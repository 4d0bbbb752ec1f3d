//! Exchange entities — turns, outcomes, resolution states, pile-ons.

use chrono::{DateTime, Utc};
use serde::{Deserialize, Serialize};

use crate::types::{AgentId, ClaimId, ExchangeId};

/// Resolution state of an exchange.
#[derive(Debug, Clone, Copy, PartialEq, Eq, Hash, Serialize, Deserialize)]
#[serde(rename_all = "snake_case")]
pub enum ExchangeState {
    /// Exchange is in progress.
    Open,
    /// Agent reported its concern was addressed.
    ResolvedSatisfied,
    /// Coordinator force-resolved (turn limit, timeout, session end).
    ResolvedIntervened,
}

impl ExchangeState {
    /// Whether the exchange has reached a terminal state.
    pub fn is_resolved(self) -> bool {
        !matches!(self, Self::Open)
    }
}

impl std::fmt::Display for ExchangeState {
    fn fmt(&self, f: &mut std::fmt::Formatter<'_>) -> std::fmt::Result {
        match self {
            Self::Open => write!(f, "open"),
            Self::ResolvedSatisfied => write!(f, "resolved_satisfied"),
            Self::ResolvedIntervened => write!(f, "resolved_intervened"),
        }
    }
}

/// The agent's verdict on one presenter response.
///
/// This is the closed set of outcome tags the coordinator branches on.
/// The accompanying free text is never parsed for control flow.
#[derive(Debug, Clone, Copy, PartialEq, Eq, Hash, Serialize, Deserialize)]
#[serde(rename_all = "snake_case")]
pub enum EvaluationOutcome {
    /// Concern adequately addressed — exchange ends.
    Satisfied,
    /// Response partial or vague — one targeted follow-up.
    FollowUp,
    /// Response weak, evasive, or contradictory — pointed escalation.
    Escalate,
}

impl std::fmt::Display for EvaluationOutcome {
    fn fmt(&self, f: &mut std::fmt::Formatter<'_>) -> std::fmt::Result {
        match self {
            Self::Satisfied => write!(f, "satisfied"),
            Self::FollowUp => write!(f, "follow_up"),
            Self::Escalate => write!(f, "escalate"),
        }
    }
}

/// One evaluation result: outcome tag plus the text the agent will speak.
#[derive(Debug, Clone, Serialize, Deserialize)]
pub struct Evaluation {
    /// The outcome tag — the only part control flow may branch on.
    pub outcome: EvaluationOutcome,
    /// Spoken text (acknowledgment, follow-up, or escalation statement).
    pub spoken_text: String,
}

/// What kind of agent utterance opened a turn.
#[derive(Debug, Clone, Copy, PartialEq, Eq, Serialize, Deserialize)]
#[serde(rename_all = "snake_case")]
pub enum TurnKind {
    /// The exchange's opening question.
    Opening,
    /// A follow-up targeting a specific gap.
    FollowUp,
    /// A pointed statement naming a contradiction.
    Escalation,
}

impl std::fmt::Display for TurnKind {
    fn fmt(&self, f: &mut std::fmt::Formatter<'_>) -> std::fmt::Result {
        match self {
            Self::Opening => write!(f, "opening"),
            Self::FollowUp => write!(f, "follow_up"),
            Self::Escalation => write!(f, "escalation"),
        }
    }
}

/// One turn: an agent utterance plus the presenter's response and its
/// evaluation, once both have arrived.
#[derive(Debug, Clone, Serialize, Deserialize)]
pub struct Turn {
    /// Turn number within the exchange (1-indexed).
    pub number: u32,
    /// What the agent said.
    pub agent_text: String,
    /// Kind of agent utterance.
    pub kind: TurnKind,
    /// The presenter's response, once observed.
    pub presenter_text: Option<String>,
    /// The agent's evaluation of the response, once reported.
    pub outcome: Option<EvaluationOutcome>,
    /// When the agent utterance was delivered.
    pub asked_at: DateTime<Utc>,
    /// When the presenter response was observed.
    pub responded_at: Option<DateTime<Utc>>,
}

/// Why the coordinator force-resolved an exchange.
#[derive(Debug, Clone, Copy, PartialEq, Eq, Serialize, Deserialize)]
#[serde(rename_all = "snake_case")]
pub enum InterventionReason {
    /// Configured turn limit reached without satisfaction.
    TurnLimitReached,
    /// Presenter did not respond within the exchange timeout.
    PresenterTimeout,
    /// Session ended while the exchange was open.
    SessionEnded,
    /// The agent could not continue (generation unavailable).
    AgentUnavailable,
}

impl std::fmt::Display for InterventionReason {
    fn fmt(&self, f: &mut std::fmt::Formatter<'_>) -> std::fmt::Result {
        match self {
            Self::TurnLimitReached => write!(f, "turn_limit_reached"),
            Self::PresenterTimeout => write!(f, "presenter_timeout"),
            Self::SessionEnded => write!(f, "session_ended"),
            Self::AgentUnavailable => write!(f, "agent_unavailable"),
        }
    }
}

/// Record of a challenge the presenter never adequately answered.
///
/// Created whenever an exchange resolves as intervened. First-class outcome
/// data for the debrief, not an error.
#[derive(Debug, Clone, Serialize, Deserialize)]
pub struct UnresolvedChallenge {
    /// Exchange that produced this record.
    pub exchange_id: ExchangeId,
    /// Agent whose concern went unanswered.
    pub agent_id: AgentId,
    /// The claim under challenge, if the exchange targeted one.
    pub claim_id: Option<ClaimId>,
    /// Why the exchange was cut off.
    pub reason: InterventionReason,
    /// When the record was created.
    pub noted_at: DateTime<Utc>,
}

/// A single extra remark from a second agent after an exchange resolves.
///
/// Structurally a degenerate one-turn exchange: exactly one statement and
/// one presenter response, never recursable.
#[derive(Debug, Clone, Serialize, Deserialize)]
pub struct PileOn {
    /// The piling-on agent.
    pub agent_id: AgentId,
    /// The single statement.
    pub statement: String,
    /// The presenter's single response (None if the presenter moved on).
    pub presenter_response: Option<String>,
    /// When the statement was delivered.
    pub executed_at: DateTime<Utc>,
}

/// A bounded multi-turn dialogue between one agent and the presenter.
#[derive(Debug, Clone, Serialize, Deserialize)]
pub struct Exchange {
    /// Unique exchange identifier.
    pub id: ExchangeId,
    /// Slide the exchange is anchored to.
    pub slide_index: u32,
    /// The primary (questioning) agent.
    pub agent_id: AgentId,
    /// The claim that originated the question, if any.
    pub claim_id: Option<ClaimId>,
    /// Ordered turns.
    pub turns: Vec<Turn>,
    /// Current resolution state.
    pub state: ExchangeState,
    /// When the floor was granted.
    pub opened_at: DateTime<Utc>,
    /// When the exchange resolved.
    pub resolved_at: Option<DateTime<Utc>>,
    /// At most one pile-on, attached after resolution.
    pub pile_on: Option<PileOn>,
    /// Why the exchange was intervened, if it was.
    pub intervention: Option<InterventionReason>,
}

impl Exchange {
    /// Create a new open exchange.
    pub fn new(
        id: &str,
        agent_id: &str,
        slide_index: u32,
        claim_id: Option<ClaimId>,
        opened_at: DateTime<Utc>,
    ) -> Self {
        Self {
            id: id.to_string(),
            slide_index,
            agent_id: agent_id.to_string(),
            claim_id,
            turns: Vec::new(),
            state: ExchangeState::Open,
            opened_at,
            resolved_at: None,
            pile_on: None,
            intervention: None,
        }
    }

    /// Number of turns opened so far.
    pub fn turn_count(&self) -> u32 {
        self.turns.len() as u32
    }

    /// The most recent reported evaluation outcome, if any.
    pub fn last_outcome(&self) -> Option<EvaluationOutcome> {
        self.turns.iter().rev().find_map(|t| t.outcome)
    }

    /// Whether the exchange has resolved.
    pub fn is_resolved(&self) -> bool {
        self.state.is_resolved()
    }

    /// Whether any turn escalated.
    pub fn escalated(&self) -> bool {
        self.turns
            .iter()
            .any(|t| t.kind == TurnKind::Escalation || t.outcome == Some(EvaluationOutcome::Escalate))
    }

    /// Compact status line for logging.
    pub fn summary_line(&self) -> String {
        format!(
            "[{}] {} turns | agent={} slide={}",
            self.state,
            self.turn_count(),
            self.agent_id,
            self.slide_index
        )
    }
}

**TASK DETAILS**.
Every line above that holds the word "Whether" should be copied out.

**SOLUTION FOR THIS PROBLEM**.
    /// Whether the exchange has reached a terminal state.
    /// Whether the exchange has resolved.
    /// Whether any turn escalated.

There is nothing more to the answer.